The idea being we've been very willing to accept an increasing complexity because we all can kinda keep up with it but we have been-, - That's why I run conferences, I can't keep up. - Yeah that's why we go to conferences, yeah. - Every year I get people to come tell me what I should know about it.

- But Glenn, I think like you touched on it in your talk, like I think making it as easy as possible for beginners, almost as easy as HTML and CSS is within reach, I think you believe that.

- I believe that totally, yeah.

- Because like as a thought experiment if you wanted to build, if we had the right tools that sort of cemented some of these practises I'll pick react right? You could easily create a file that has a couple of stock components, just renders a thing and is that really any different than writing a HTML and CSS file? It's almost the same thing.

- Yeah, take it the next step.

- And yeah.

- Except you've go three quite distinct languages and syntax and semantics in a single thing just to get started.

- That's true regardless though, right, just instead of being in separate files, they're in one file.

And I think you still, you HTML, CSS and Java Script have a learning curve regardless of sort of how you arrange them in the file system.

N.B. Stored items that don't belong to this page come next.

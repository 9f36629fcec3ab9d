//! Host memory blocks backing CPU allocations

use crate::device::{DeviceError, DeviceResult};
use parking_lot::Mutex;
use std::collections::HashMap;
use std::sync::atomic::{AtomicU64, Ordering};

// Keys are unique across every HostMemory in the process, so a token handed
// to the wrong device is rejected instead of aliasing another block.
static NEXT_KEY: AtomicU64 = AtomicU64::new(1);

/// Live allocation counters
#[derive(Debug, Clone, Copy, Default, PartialEq, Eq)]
pub struct MemoryUsage {
    pub allocations: usize,
    pub bytes: usize,
}

/// Keyed host memory blocks
#[derive(Default)]
pub struct HostMemory {
    blocks: Mutex<HashMap<u64, Vec<u8>>>,
}

impl HostMemory {
    pub fn new() -> Self {
        Self::default()
    }

    /// Allocate a zeroed block and return its key
    pub fn alloc(&self, size: usize) -> DeviceResult<u64> {
        let mut block = Vec::new();
        block
            .try_reserve_exact(size)
            .map_err(|e| DeviceError::AllocationFailed {
                size,
                reason: e.to_string(),
            })?;
        block.resize(size, 0);

        let key = NEXT_KEY.fetch_add(1, Ordering::Relaxed);
        self.blocks.lock().insert(key, block);
        Ok(key)
    }

    /// Release the block for `key`
    pub fn free(&self, key: u64) -> DeviceResult<()> {
        self.blocks
            .lock()
            .remove(&key)
            .map(|_| ())
            .ok_or(DeviceError::InvalidAllocation(key))
    }

    /// Overwrite the block with `src` (lengths must match)
    pub fn write(&self, key: u64, src: &[u8]) -> DeviceResult<()> {
        let mut blocks = self.blocks.lock();
        let block = blocks
            .get_mut(&key)
            .ok_or(DeviceError::InvalidAllocation(key))?;
        check_len(block.len(), src.len())?;
        block.copy_from_slice(src);
        Ok(())
    }

    /// Copy the block into `dest` (lengths must match)
    pub fn read(&self, key: u64, dest: &mut [u8]) -> DeviceResult<()> {
        let blocks = self.blocks.lock();
        let block = blocks.get(&key).ok_or(DeviceError::InvalidAllocation(key))?;
        check_len(block.len(), dest.len())?;
        dest.copy_from_slice(block);
        Ok(())
    }

    /// Run `f` with exclusive access to the blocks named by `keys`
    ///
    /// `f` receives one slot per distinct key plus, for each position in
    /// `keys`, the index of its slot. Repeated keys share a slot.
    pub fn with_blocks<T, F>(&self, keys: &[u64], f: F) -> DeviceResult<T>
    where
        F: FnOnce(&mut [Vec<u8>], &[usize]) -> DeviceResult<T>,
    {
        let mut blocks = self.blocks.lock();

        let mut unique: Vec<u64> = Vec::with_capacity(keys.len());
        let mut args = Vec::with_capacity(keys.len());
        for key in keys {
            let slot = match unique.iter().position(|k| k == key) {
                Some(slot) => slot,
                None => {
                    if !blocks.contains_key(key) {
                        return Err(DeviceError::InvalidAllocation(*key));
                    }
                    unique.push(*key);
                    unique.len() - 1
                }
            };
            args.push(slot);
        }

        let mut slots: Vec<Vec<u8>> = unique
            .iter()
            .map(|key| blocks.remove(key).unwrap_or_default())
            .collect();
        let result = f(&mut slots, &args);
        for (key, block) in unique.into_iter().zip(slots) {
            blocks.insert(key, block);
        }
        result
    }

    pub fn usage(&self) -> MemoryUsage {
        let blocks = self.blocks.lock();
        MemoryUsage {
            allocations: blocks.len(),
            bytes: blocks.values().map(Vec::len).sum(),
        }
    }
}

fn check_len(expected: usize, actual: usize) -> DeviceResult<()> {
    if expected != actual {
        return Err(DeviceError::SizeMismatch { expected, actual });
    }
    Ok(())
}

#[cfg(test)]
mod tests {
    use super::*;

    #[test]
    fn test_alloc_is_zeroed() {
        let mem = HostMemory::new();
        let key = mem.alloc(8).unwrap();
        let mut out = [0xFFu8; 8];
        mem.read(key, &mut out).unwrap();
        assert_eq!(out, [0; 8]);
        assert_eq!(
            mem.usage(),
            MemoryUsage {
                allocations: 1,
                bytes: 8
            }
        );
    }

    #[test]
    fn test_free_releases() {
        let mem = HostMemory::new();
        let key = mem.alloc(4).unwrap();
        mem.free(key).unwrap();
        assert_eq!(mem.usage(), MemoryUsage::default());
        assert!(matches!(mem.free(key), Err(DeviceError::InvalidAllocation(k)) if k == key));
    }

    #[test]
    fn test_length_checked() {
        let mem = HostMemory::new();
        let key = mem.alloc(4).unwrap();
        assert!(matches!(
            mem.write(key, &[1, 2]),
            Err(DeviceError::SizeMismatch {
                expected: 4,
                actual: 2
            })
        ));
    }

    #[test]
    fn test_keys_unique_across_instances() {
        let a = HostMemory::new();
        let b = HostMemory::new();
        let ka = a.alloc(1).unwrap();
        let kb = b.alloc(1).unwrap();
        assert_ne!(ka, kb);
        assert!(b.write(ka, &[1]).is_err());
    }

    #[test]
    fn test_with_blocks_restores_and_dedups() {
        let mem = HostMemory::new();
        let k1 = mem.alloc(1).unwrap();
        let k2 = mem.alloc(1).unwrap();
        mem.with_blocks(&[k1, k2, k1], |slots, args| {
            assert_eq!(slots.len(), 2);
            assert_eq!(args, &[0, 1, 0]);
            slots[0][0] = 7;
            Ok(())
        })
        .unwrap();

        let mut out = [0u8; 1];
        mem.read(k1, &mut out).unwrap();
        assert_eq!(out, [7]);
        assert_eq!(mem.usage().allocations, 2);

        let missing = mem.with_blocks(&[k1, 9999_9999], |_, _| Ok(()));
        assert!(missing.is_err());
        assert_eq!(mem.usage().allocations, 2);
    }
}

- But with that we are talking about going from, you know, we're taking and making Java Script a necessary part of it now, as opposed to you know nice to have which was even five or six years ago certainly, like that was a nice thing, we sprinkled a bit on top of our core HTML, CSS right? That's completely changed in the last three or four years.

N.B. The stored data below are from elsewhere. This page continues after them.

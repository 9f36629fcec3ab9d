//! Null device
//!
//! Accepts every operation and keeps no data. Useful for measuring protocol
//! overhead without a real backend behind it.

use super::{
    Allocation, Allocator, BufferOptions, Compiler, Device, DeviceError, DeviceResult,
    LaunchParams, Program, Runtime,
};
use std::sync::atomic::{AtomicU64, Ordering};
use std::time::Duration;

pub struct NullDevice {
    name: String,
    allocator: NullAllocator,
}

impl NullDevice {
    pub fn new(name: &str) -> Self {
        Self {
            name: name.to_string(),
            allocator: NullAllocator {
                next_key: AtomicU64::new(1),
            },
        }
    }
}

struct NullAllocator {
    next_key: AtomicU64,
}

impl Allocator for NullAllocator {
    fn alloc(&self, size: usize, _options: &BufferOptions) -> DeviceResult<Allocation> {
        let key = self.next_key.fetch_add(1, Ordering::Relaxed);
        Ok(Allocation::new(key, size))
    }

    fn free(&self, _allocation: Allocation, _options: &BufferOptions) -> DeviceResult<()> {
        Ok(())
    }

    fn copy_in(&self, dest: &Allocation, src: &[u8]) -> DeviceResult<()> {
        check_len(dest, src.len())
    }

    fn copy_out(&self, dest: &mut [u8], src: &Allocation) -> DeviceResult<()> {
        check_len(src, dest.len())
    }
}

fn check_len(allocation: &Allocation, len: usize) -> DeviceResult<()> {
    if allocation.size() != len {
        return Err(DeviceError::SizeMismatch {
            expected: allocation.size(),
            actual: len,
        });
    }
    Ok(())
}

impl Compiler for NullDevice {
    fn compile(&self, source: &str) -> DeviceResult<Vec<u8>> {
        Ok(source.as_bytes().to_vec())
    }
}

impl Runtime for NullDevice {
    fn load(&self, _name: &str, _lib: &[u8]) -> DeviceResult<Box<dyn Program>> {
        Ok(Box::new(NullProgram))
    }
}

struct NullProgram;

impl Program for NullProgram {
    fn invoke(
        &self,
        _buffers: &[&Allocation],
        launch: &LaunchParams,
    ) -> DeviceResult<Option<Duration>> {
        launch.grid()?;
        Ok(launch.wait.then_some(Duration::ZERO))
    }
}

impl Device for NullDevice {
    fn name(&self) -> &str {
        &self.name
    }

    fn allocator(&self) -> &dyn Allocator {
        &self.allocator
    }

    fn compiler(&self) -> &dyn Compiler {
        self
    }

    fn runtime(&self) -> &dyn Runtime {
        self
    }

    fn synchronize(&self) -> DeviceResult<()> {
        Ok(())
    }
}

- I think and the idea of taking Mark's example a little bit further if you are writing that file and you are using Java Script syntax but you were using all of the code hinting that you get from visual studio code or Webstorm or something. Everything was being linted with immediate feedback there was no build stamp, it was just all transparent to you, everything was run and then you click a button and you generate the production version of that which generates these files.

I don't think there's anything inherent in Java Script that makes it more difficult to learn than HTML and CSS.

As long as you describe the APIs that match how people think about the problem so if you're looking at a UI problem, you describe it as a hierarchical thing the fact that that's JSS not HTML isn't important.

Like eventually it'll become important because when you want to wire up some data you can put it in squiggly brackets and then that's data which we couldn't have done with HTML without spelling like made of.

Yeah so those are the things and I think that Java Script is a better foundation but it's too difficult to start to right now, but it doesn't have to be.

- Well I guess, I guess that's, to me it's the open question, is there something inherently accessible about the declarative nature of HTML and CSS where I want this to look like this or to be this sort of thing, that's different from procedural languages right? Which have loops and for and if and logic and all those things and I just wonder, I certainly, I wonder whether there is something inherently more challenging about that approach. - Do you know what I think makes it more challenging? I think because CSS and HTML have never really been considered real languages right? Whatever.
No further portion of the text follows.